At Swarthmore you constantly demonstrated your commitment to joining rigorous intellectual inquiry to social and political concern, and served as Student Council president, Phoenix editor, and president of the debate club, graduating with Honors in English Literature in 1964.

You went on to receive a Bachelor of Philosophy in History at Balliol College, Oxford, and to graduate cum laude from Harvard Law School, in 1969.

You then clerked for the Honorable Abraham Freedman of the U.S. Court of Appeals in Philadelphia; in 1973, were appointed Assistant U.S. Attorney for the Southern District of New York, held partnerships in several New York law firms, and were named to the federal bench in New York in 1996.

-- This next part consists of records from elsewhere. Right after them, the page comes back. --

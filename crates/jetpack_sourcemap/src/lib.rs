mod compositor;
mod decoder;
mod generator;
mod mapping;
pub mod vlq;

pub use compositor::ModuleCompositor;
pub use decoder::{DecodedMapping, DecodedSourceMap, SourceMapDecoder};
pub use generator::{SourceMapGenerator, SourceMapJson};
pub use mapping::{CodeGenFragment, MappingCollector, MappingItem, OriginalLocation};
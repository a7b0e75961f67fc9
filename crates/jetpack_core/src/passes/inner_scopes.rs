use std::cmp::Reverse;

use jetpack_error::{BuildError, Diagnostic};
use jetpack_swc_visitors::{ScopeId, ScopeTree};
use rayon::prelude::*;
use rustc_hash::FxHashMap;

use crate::{MinifyNameGenerator, ModuleGraph, NameGenerator};

/// Gives every variable below the root scope a minified name, children before parents.
///
/// Sibling scopes start from the same counter and so reuse the shortest names. A parent
/// continues after the largest of its children and never issues a name that passes through it.
/// Returns the merged generator of the root's children, root variables are left untouched.
pub fn rename_inner_scopes(tree: &mut ScopeTree) -> jetpack_error::Result<MinifyNameGenerator> {
  let root = tree.root();
  let mut generators: FxHashMap<ScopeId, MinifyNameGenerator> = FxHashMap::default();

  for scope in tree.post_order() {
    let children = tree.scope(scope).children.clone();
    let mut generator = MinifyNameGenerator::merge(
      children
        .iter()
        .filter_map(|child| generators.remove(child)),
    );
    if scope == root {
      return Ok(generator);
    }

    generator.reserve(tree.scope(scope).through_names());
    let mut variables = tree.scope(scope).variables.clone();
    variables.sort_by_key(|var| Reverse(tree.variable(*var).references.len()));
    let renames = variables
      .into_iter()
      .filter_map(|var| {
        generator
          .next(&tree.variable(var).name)
          .map(|name| (var, name))
      })
      .collect();
    tree.batch_rename(scope, renames)?;
    generators.insert(scope, generator);
  }

  Ok(MinifyNameGenerator::new())
}

/// Runs [rename_inner_scopes] for every module in parallel and merges the results into the
/// generator the root scopes will share.
#[tracing::instrument(skip_all)]
pub fn rename_all_inner_scopes(graph: &mut ModuleGraph) -> Result<MinifyNameGenerator, BuildError> {
  let results = graph
    .modules
    .par_iter_mut()
    .map(|module| {
      rename_inner_scopes(&mut module.scope_tree)
        .map_err(|e| Diagnostic::new(module.path.clone(), e))
    })
    .collect::<Vec<_>>();

  let mut generators = vec![];
  let mut errors = vec![];
  for result in results {
    match result {
      Ok(generator) => generators.push(generator),
      Err(diagnostic) => errors.push(diagnostic),
    }
  }
  match BuildError::from_vec(errors) {
    Some(errors) => Err(errors),
    None => Ok(MinifyNameGenerator::merge(generators)),
  }
}
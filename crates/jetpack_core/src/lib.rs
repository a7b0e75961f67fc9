use std::sync::Arc;

use once_cell::sync::Lazy;
use swc_core::common::Globals;

mod analyze;
pub use analyze::*;
mod bundler;
pub use bundler::*;
mod global_import_handler;
pub use global_import_handler::*;
mod module_file;
pub use module_file::*;
mod module_resolver;
pub use module_resolver::{DiscoveryOptions, ModuleResolver};
mod modules_table;
pub use modules_table::*;
mod name_generator;
pub use name_generator::*;
mod options;
pub use options::*;
pub mod passes;
mod single_module;
pub use single_module::*;
mod stats;
pub use stats::*;

/// Marks and syntax contexts of every module are allocated from this one interner.
pub(crate) static SWC_GLOBALS: Lazy<Arc<Globals>> = Lazy::new(|| Arc::new(Globals::new()));

pub(crate) fn default_threads() -> usize {
  std::thread::available_parallelism().map_or(1, |n| n.get())
}

// public exports

pub type BundleResult<T> = Result<T, jetpack_error::BuildError>;
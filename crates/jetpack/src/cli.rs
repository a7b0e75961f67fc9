use std::path::PathBuf;

use clap::Parser;
use jetpack_core::{analyze_module, BundleOptions, Bundler};

/// Exit code of a build that reported diagnostics.
pub const EXIT_BUILD_ERROR: i32 = 3;

/// jetpack: bundles an ES module graph into a single file
#[derive(Parser, Debug)]
#[command(name = "jetpack", version)]
pub struct Cli {
  /// Entry module
  pub entry: Option<String>,

  /// Output file, `<entry stem>.bundle.js` by default
  #[arg(short, long)]
  pub out: Option<PathBuf>,

  /// Shorten identifiers and drop whitespace
  #[arg(long)]
  pub minify: bool,

  /// Write `<out>.map` next to the output
  #[arg(long)]
  pub sourcemap: bool,

  /// Parse every module as JSX
  #[arg(long)]
  pub jsx: bool,

  /// Only look at the entry, do not follow imports
  #[arg(long)]
  pub no_trace: bool,

  /// Keep bare specifiers external
  #[arg(long)]
  pub library: bool,

  /// Print imports and exports of a module as JSON instead of bundling
  #[arg(long, value_name = "PATH")]
  pub analyze_module: Option<String>,

  /// Print the time spent in each phase
  #[arg(long)]
  pub profile: bool,

  /// Print trace logs to stderr
  #[arg(long)]
  pub trace_log: bool,
}

impl Cli {
  pub fn bundle_options(&self, entry: String) -> BundleOptions {
    BundleOptions {
      entry,
      output: self.out.clone(),
      minify: self.minify,
      sourcemap: self.sourcemap,
      jsx: self.jsx,
      trace_file: !self.no_trace,
      library: self.library,
      ..Default::default()
    }
  }
}

/// Runs the command and returns the process exit code.
pub fn run(cli: Cli) -> anyhow::Result<i32> {
  if cli.trace_log {
    jetpack_tracing::init();
  }
  let cwd = std::env::current_dir()?;

  if let Some(path) = &cli.analyze_module {
    return match analyze_module(&cli.bundle_options(path.clone())) {
      Ok(analysis) => {
        println!("{}", analysis.to_json_string()?);
        Ok(0)
      }
      Err(errors) => {
        errors.print_to_stderr(&cwd);
        Ok(EXIT_BUILD_ERROR)
      }
    };
  }

  let Some(entry) = cli.entry.clone() else {
    anyhow::bail!("no entry given, see `jetpack --help`");
  };
  match Bundler::new(cli.bundle_options(entry)).write() {
    Ok(output) => {
      if cli.profile {
        print!("{}", output.stats.report());
      }
      println!("Finished.");
      println!(
        "Totally {} file(s) in {} ms.",
        output.stats.module_count,
        output.stats.total.as_millis()
      );
      Ok(0)
    }
    Err(errors) => {
      errors.print_to_stderr(&cwd);
      Ok(EXIT_BUILD_ERROR)
    }
  }
}
use std::sync::atomic::{AtomicBool, Ordering};

use tracing::Level;

static IS_INIT: AtomicBool = AtomicBool::new(false);

/// Set to anything to turn tracing on.
pub const TRACING_ENV: &str = "JETPACK_TRACING";

/// Installs the subscriber when `JETPACK_TRACING` is set. Safe to call repeatedly.
pub fn enable_tracing_on_demand() {
  if std::env::var_os(TRACING_ENV).is_some() {
    init();
  }
}

/// Installs the subscriber once per process: `RUST_LOG` filtering plus every `jetpack*`
/// target at `TRACE`.
pub fn init() {
  use tracing_subscriber::{fmt, prelude::*, EnvFilter};
  if !IS_INIT.swap(true, Ordering::SeqCst) {
    let registered = tracing_subscriber::registry()
      .with(fmt::layer().with_writer(std::io::stderr))
      .with(EnvFilter::from_default_env())
      .with(tracing_subscriber::filter::Targets::new().with_targets(vec![("jetpack", Level::TRACE)]))
      .try_init();
    if registered.is_err() {
      // Another subscriber owns the process
      IS_INIT.store(false, Ordering::SeqCst);
    }
  }
}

You have authored three books, over 100 articles, and co-authored two multi-volume reference works on the law. The Supreme Court has cited your decisions and opinions on a number of occasions, and you are broadly recognized as a legal thinker, scholar and judge who not only elucidates and enforces the law, but interprets, defends and challenges it in light of the principles of ethics and social justice that it is designed to serve.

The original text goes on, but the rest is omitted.